:: INFORMATION SUPPLIED ::
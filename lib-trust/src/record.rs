//! Identity Records
//!
//! One record per address that ever declared anything. The ring is never
//! stored: it is derived from what the record holds and the current block.

use serde::{Deserialize, Serialize};

use lib_types::{Address, BlockHeight, Ring};

/// Self-declared identity details (ring 3)
#[derive(Debug, Clone, PartialEq, Eq, Default, Serialize, Deserialize)]
pub struct Declaration {
    pub name: String,
    pub email: String,
    pub phone: String,
    pub info: String,
}

/// A granted ring 2 status
#[derive(Debug, Clone, Copy, PartialEq, Eq, Serialize, Deserialize)]
pub struct RingTwoGrant {
    /// Block at which the current run of uninterrupted grants started
    pub issued_at: BlockHeight,
    /// First block at which the grant no longer counts
    pub expires_at: BlockHeight,
}

impl RingTwoGrant {
    /// A grant is valid strictly before its expiry block
    pub fn is_valid_at(&self, now: BlockHeight) -> bool {
        now < self.expires_at
    }
}

/// Per-address registry state
#[derive(Debug, Clone, PartialEq, Eq, Default, Serialize, Deserialize)]
pub struct IdentityRecord {
    /// Ring 3 declaration, if any
    pub declaration: Option<Declaration>,
    /// Domain declared for ring 2
    pub domain: Option<String>,
    /// Last successful ring 2 grant
    pub grant: Option<RingTwoGrant>,
    /// Bumped on every declaration; challenges issued under an older
    /// epoch can no longer grant ring 2
    pub epoch: u64,
}

impl IdentityRecord {
    /// Ring of this record at `now`
    pub fn ring_at(&self, now: BlockHeight) -> Ring {
        match (&self.declaration, &self.grant) {
            (Some(_), Some(grant)) if grant.is_valid_at(now) => Ring::Two,
            (Some(_), _) => Ring::Three,
            (None, _) => Ring::Four,
        }
    }

    /// Grant still valid at `now`
    pub fn valid_grant(&self, now: BlockHeight) -> Option<RingTwoGrant> {
        self.grant.filter(|grant| grant.is_valid_at(now))
    }

    /// Drop everything ring 2 related and start a new epoch
    pub(crate) fn reset_ring_two(&mut self) {
        self.grant = None;
        self.epoch = self.epoch.wrapping_add(1);
    }
}

/// Ring with issue and expiry blocks, as reported to readers.
///
/// Issue and expiry are zero unless the ring is 2.
#[derive(Debug, Clone, Copy, PartialEq, Eq, Serialize, Deserialize)]
pub struct IdentityStatus {
    pub ring: Ring,
    pub issued_at: BlockHeight,
    pub expires_at: BlockHeight,
}

impl IdentityStatus {
    /// Status of an address nothing is known about
    pub const fn unknown() -> Self {
        Self {
            ring: Ring::Four,
            issued_at: 0,
            expires_at: 0,
        }
    }

    pub(crate) fn of(record: &IdentityRecord, now: BlockHeight) -> Self {
        match record.ring_at(now) {
            Ring::Two => {
                let grant = record.valid_grant(now);
                Self {
                    ring: Ring::Two,
                    issued_at: grant.map(|g| g.issued_at).unwrap_or(0),
                    expires_at: grant.map(|g| g.expires_at).unwrap_or(0),
                }
            }
            ring => Self {
                ring,
                issued_at: 0,
                expires_at: 0,
            },
        }
    }
}

/// Read access to identity status, consumed by the governance ledger
pub trait IdentityAuthority {
    /// Ring, issue and expiry of `address` at block `now`
    fn status(&self, address: &Address, now: BlockHeight) -> IdentityStatus;
}

#[cfg(test)]
mod tests {
    use super::*;

    fn declared() -> IdentityRecord {
        IdentityRecord {
            declaration: Some(Declaration::default()),
            ..IdentityRecord::default()
        }
    }

    #[test]
    fn test_empty_record_is_ring_four() {
        assert_eq!(IdentityRecord::default().ring_at(10), Ring::Four);
    }

    #[test]
    fn test_grant_expires_at_expiry_block() {
        let mut record = declared();
        record.grant = Some(RingTwoGrant { issued_at: 10, expires_at: 110 });

        assert_eq!(record.ring_at(109), Ring::Two);
        assert_eq!(record.ring_at(110), Ring::Three);

        let status = IdentityStatus::of(&record, 110);
        assert_eq!(status, IdentityStatus { ring: Ring::Three, issued_at: 0, expires_at: 0 });
    }

    #[test]
    fn test_reset_bumps_epoch() {
        let mut record = declared();
        record.grant = Some(RingTwoGrant { issued_at: 1, expires_at: 100 });
        record.reset_ring_two();
        assert_eq!(record.grant, None);
        assert_eq!(record.epoch, 1);
    }
}
//! Trust Ledger Node
//!
//! Hosts the trust registry and the governance ledger behind one
//! sequential service queue, and bridges domain challenges to HTTP.

pub mod config;
pub mod errors;
pub mod oracle;
pub mod service;

pub use config::{NodeConfig, OracleSection, TokenSection};
pub use errors::{NodeError, NodeResult};
pub use oracle::{spawn_oracle_bridge, ChannelOracle, Fetcher, HttpFetcher};
pub use service::{LedgerService, Node, Reply, Request, Response, ServiceHandle, ServiceMessage};
//! Identity-assurance rings
//!
//! Ring 4 is the default for every address. Ring 3 is reached by
//! self-declaration, ring 2 by solving a domain challenge, and ring 1 is
//! derived by the governance ledger from staked endorsements.

use serde::{Deserialize, Serialize};
use std::fmt;

/// Graduated assurance level. Lower numbers are stronger.
#[derive(Debug, Clone, Copy, PartialEq, Eq, Hash, Serialize, Deserialize)]
pub enum Ring {
    /// Ledger-attested: ring 2 plus enough vote-of-confidence weight
    One,
    /// Domain ownership proven and not yet expired
    Two,
    /// Self-declared identity
    Three,
    /// Nothing known
    Four,
}

impl Ring {
    /// Numeric level (1..=4)
    pub const fn level(&self) -> u8 {
        match self {
            Ring::One => 1,
            Ring::Two => 2,
            Ring::Three => 3,
            Ring::Four => 4,
        }
    }

    /// Whether this ring is at least as strong as `other`
    pub const fn at_least(&self, other: Ring) -> bool {
        self.level() <= other.level()
    }
}

impl Default for Ring {
    fn default() -> Self {
        Ring::Four
    }
}

impl fmt::Display for Ring {
    fn fmt(&self, f: &mut fmt::Formatter<'_>) -> fmt::Result {
        write!(f, "ring {}", self.level())
    }
}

:: REQUIRED WORK ::
Repeat the material above exactly, beginning with its first line and ending with the line that holds "ring 2 status", and leave out everything else.

:: TASK OUTPUT ::
filename lib-trust/src/record.rs
//! Identity Records
//!
//! One record per address that ever declared anything. The ring is never
//! stored: it is derived from what the record holds and the current block.

use serde::{Deserialize, Serialize};

use lib_types::{Address, BlockHeight, Ring};

/// Self-declared identity details (ring 3)
#[derive(Debug, Clone, PartialEq, Eq, Default, Serialize, Deserialize)]
pub struct Declaration {
    pub name: String,
    pub email: String,
    pub phone: String,
    pub info: String,
}

/// A granted ring 2 status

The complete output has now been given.